--- INPUT DATA Enclosed Below ---

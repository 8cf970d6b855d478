//! Text helpers for CMS markup: entity decoding, tag stripping, dates.

use chrono::{NaiveDate, NaiveDateTime};
use regex::Regex;
use std::sync::LazyLock;

static TAG_RE: LazyLock<Regex> = LazyLock::new(|| Regex::new(r"<[^>]*>").expect("valid regex"));
static WS_RE: LazyLock<Regex> = LazyLock::new(|| Regex::new(r"\s+").expect("valid regex"));

const NAMED_ENTITIES: &[(&str, &str)] = &[
    ("amp", "&"),
    ("lt", "<"),
    ("gt", ">"),
    ("quot", "\""),
    ("apos", "'"),
    ("nbsp", "\u{a0}"),
    ("hellip", "\u{2026}"),
    ("ndash", "\u{2013}"),
    ("mdash", "\u{2014}"),
    ("lsquo", "\u{2018}"),
    ("rsquo", "\u{2019}"),
    ("ldquo", "\u{201c}"),
    ("rdquo", "\u{201d}"),
];

/// Decode numeric (`&#39;`, `&#x27;`) and common named entities in one pass.
///
/// Unknown or malformed entities are left as they are.
pub fn decode_html_entities(s: &str) -> String {
    let mut out = String::with_capacity(s.len());
    let mut rest = s;

    while let Some(amp) = rest.find('&') {
        out.push_str(&rest[..amp]);
        let candidate = &rest[amp..];
        // entities are short; only look a few bytes ahead for the `;`
        let window = &candidate.as_bytes()[1..candidate.len().min(12)];
        match window
            .iter()
            .position(|&b| b == b';')
            .filter(|&end| end > 0 && end <= 10)
        {
            Some(end) => {
                let entity = &candidate[1..=end];
                match decode_entity(entity) {
                    Some(decoded) => {
                        out.push_str(&decoded);
                        rest = &candidate[end + 2..];
                    }
                    None => {
                        out.push('&');
                        rest = &candidate[1..];
                    }
                }
            }
            None => {
                out.push('&');
                rest = &candidate[1..];
            }
        }
    }
    out.push_str(rest);
    out
}

fn decode_entity(entity: &str) -> Option<String> {
    if let Some(num) = entity.strip_prefix('#') {
        let code = match num.strip_prefix(['x', 'X']) {
            Some(hex) => u32::from_str_radix(hex, 16).ok()?,
            None => num.parse::<u32>().ok()?,
        };
        return char::from_u32(code).map(String::from);
    }
    NAMED_ENTITIES
        .iter()
        .find(|(name, _)| *name == entity)
        .map(|(_, value)| value.to_string())
}

/// HTML-escape a string to prevent XSS attacks
///
/// Escapes: & < > " '
pub fn html_escape(s: &str) -> String {
    s.chars()
        .map(|c| match c {
            '&' => "&amp;".to_string(),
            '<' => "&lt;".to_string(),
            '>' => "&gt;".to_string(),
            '"' => "&quot;".to_string(),
            '\'' => "&#x27;".to_string(),
            _ => c.to_string(),
        })
        .collect()
}

/// Remove anything that looks like a tag and trim the result
pub fn strip_html_tags(s: &str) -> String {
    TAG_RE.replace_all(s, "").trim().to_string()
}

/// Markup to plain text, suitable for descriptions.
///
/// Decoding can reveal new tags (`&lt;b&gt;`) and stripping can reveal new
/// entities, so both run until nothing changes. Each step that changes the
/// string makes it strictly shorter, so the loop terminates, and the result
/// is a fixed point: `plain_text(plain_text(s)) == plain_text(s)`.
pub fn plain_text(s: &str) -> String {
    let mut current = collapse_whitespace(s);
    loop {
        let next = collapse_whitespace(&strip_html_tags(&decode_html_entities(&current)));
        if next == current {
            return current;
        }
        current = next;
    }
}

fn collapse_whitespace(s: &str) -> String {
    WS_RE.replace_all(s, " ").trim().to_string()
}

/// Cut plain text to at most `max_words` words, adding an ellipsis when cut
pub fn truncate_words(s: &str, max_words: usize) -> String {
    let words: Vec<&str> = s.split_whitespace().collect();
    if words.len() <= max_words {
        return words.join(" ");
    }
    format!("{}\u{2026}", words[..max_words].join(" "))
}

pub fn word_count(markup: &str) -> usize {
    plain_text(markup).split_whitespace().count()
}

/// Format a CMS timestamp (`2024-05-01T10:00:00`) as `May 1, 2024`.
///
/// Unparseable input is returned unchanged.
pub fn format_date(date: &str) -> String {
    let parsed = NaiveDateTime::parse_from_str(date, "%Y-%m-%dT%H:%M:%S")
        .map(|dt| dt.date())
        .or_else(|_| chrono::DateTime::parse_from_rfc3339(date).map(|dt| dt.date_naive()))
        .or_else(|_| NaiveDate::parse_from_str(date, "%Y-%m-%d"));

    match parsed {
        Ok(d) => d.format("%B %-d, %Y").to_string(),
        Err(_) => date.to_string(),
    }
}

#[cfg(test)]
mod tests {
    use super::*;

    #[test]
    fn test_decode_named_and_numeric() {
        assert_eq!(decode_html_entities("Tom &amp; Jerry"), "Tom & Jerry");
        assert_eq!(decode_html_entities("&lt;b&gt;"), "<b>");
        assert_eq!(decode_html_entities("it&#8217;s"), "it\u{2019}s");
        assert_eq!(decode_html_entities("it&#x27;s"), "it's");
        assert_eq!(decode_html_entities("&quot;q&quot; &apos;a&#39;"), "\"q\" 'a'");
        assert_eq!(decode_html_entities("wait&hellip;"), "wait\u{2026}");
    }

    #[test]
    fn test_decode_single_pass() {
        // one level only; plain_text handles nesting
        assert_eq!(decode_html_entities("&amp;amp;"), "&amp;");
    }

    #[test]
    fn test_decode_leaves_malformed_alone() {
        assert_eq!(decode_html_entities("AT&T"), "AT&T");
        assert_eq!(decode_html_entities("a & b; c"), "a & b; c");
        assert_eq!(decode_html_entities("&bogus;"), "&bogus;");
        assert_eq!(decode_html_entities("&#xZZ;"), "&#xZZ;");
        assert_eq!(decode_html_entities("&#1114112;"), "&#1114112;");
        assert_eq!(decode_html_entities("trailing &"), "trailing &");
        assert_eq!(decode_html_entities(""), "");
    }

    #[test]
    fn test_decode_many_ampersands() {
        let input = format!("{}x;", "& ".repeat(50_000));
        assert_eq!(decode_html_entities(&input), input);
        assert_eq!(decode_html_entities("&"), "&");
        assert_eq!(decode_html_entities("&é;&amp;"), "&é;&");
        assert_eq!(decode_html_entities("&verylongname;"), "&verylongname;");
    }

    #[test]
    fn test_decode_unicode_passthrough() {
        assert_eq!(decode_html_entities("tondeuse &amp; café"), "tondeuse & café");
    }

    #[test]
    fn test_strip_html_tags() {
        assert_eq!(strip_html_tags("<p>Hello <em>there</em></p>\n"), "Hello there");
        assert_eq!(strip_html_tags("no tags"), "no tags");
        assert_eq!(strip_html_tags("a < b"), "a < b");
    }

    #[test]
    fn test_strip_is_idempotent() {
        for input in ["<<b>b>", "a<<b>c>d", "<a<b>>", "x < y > z", "<p>ok</p>"] {
            let once = strip_html_tags(input);
            assert_eq!(strip_html_tags(&once), once, "input: {input}");
        }
    }

    #[test]
    fn test_plain_text_excerpt() {
        assert_eq!(
            plain_text("<p>Best mowers of 2024 &#8211; tested&nbsp;&amp; ranked</p>\n"),
            "Best mowers of 2024 \u{2013} tested & ranked"
        );
    }

    #[test]
    fn test_plain_text_is_idempotent() {
        let inputs = [
            "<p>Hello &amp; welcome</p>",
            "&amp;lt;b&amp;gt;bold&amp;lt;/b&amp;gt;",
            "&lt;script&gt;x&lt;/script&gt;",
            "&amp;amp;amp;",
            "  spaced\n\nout  ",
            "<<b>b>&gt;",
            "plain",
            "",
        ];
        for input in inputs {
            let once = plain_text(input);
            assert_eq!(plain_text(&once), once, "input: {input:?}");
        }
    }

    #[test]
    fn test_plain_text_unwraps_encoded_markup() {
        assert_eq!(plain_text("&lt;b&gt;bold&lt;/b&gt;"), "bold");
        assert_eq!(plain_text("&amp;amp;"), "&");
    }

    #[test]
    fn test_truncate_words() {
        assert_eq!(truncate_words("one two three", 5), "one two three");
        assert_eq!(truncate_words("one two three", 2), "one two\u{2026}");
        assert_eq!(truncate_words("", 2), "");
    }

    #[test]
    fn test_word_count() {
        assert_eq!(word_count("<p>Cut the grass <strong>high</strong>.</p>"), 4);
        assert_eq!(word_count(""), 0);
    }

    #[test]
    fn test_format_date() {
        assert_eq!(format_date("2024-05-01T10:00:00"), "May 1, 2024");
        assert_eq!(format_date("2023-12-25"), "December 25, 2023");
        assert_eq!(format_date("2024-02-03T08:00:00+00:00"), "February 3, 2024");
        assert_eq!(format_date("yesterday"), "yesterday");
    }
}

--- End of Enclosed INPUT DATA ---

Some of the data mentions "only". Copy every line where it does.

        // entities are short; only look a few bytes ahead for the `;`
        // one level only; plain_text handles nesting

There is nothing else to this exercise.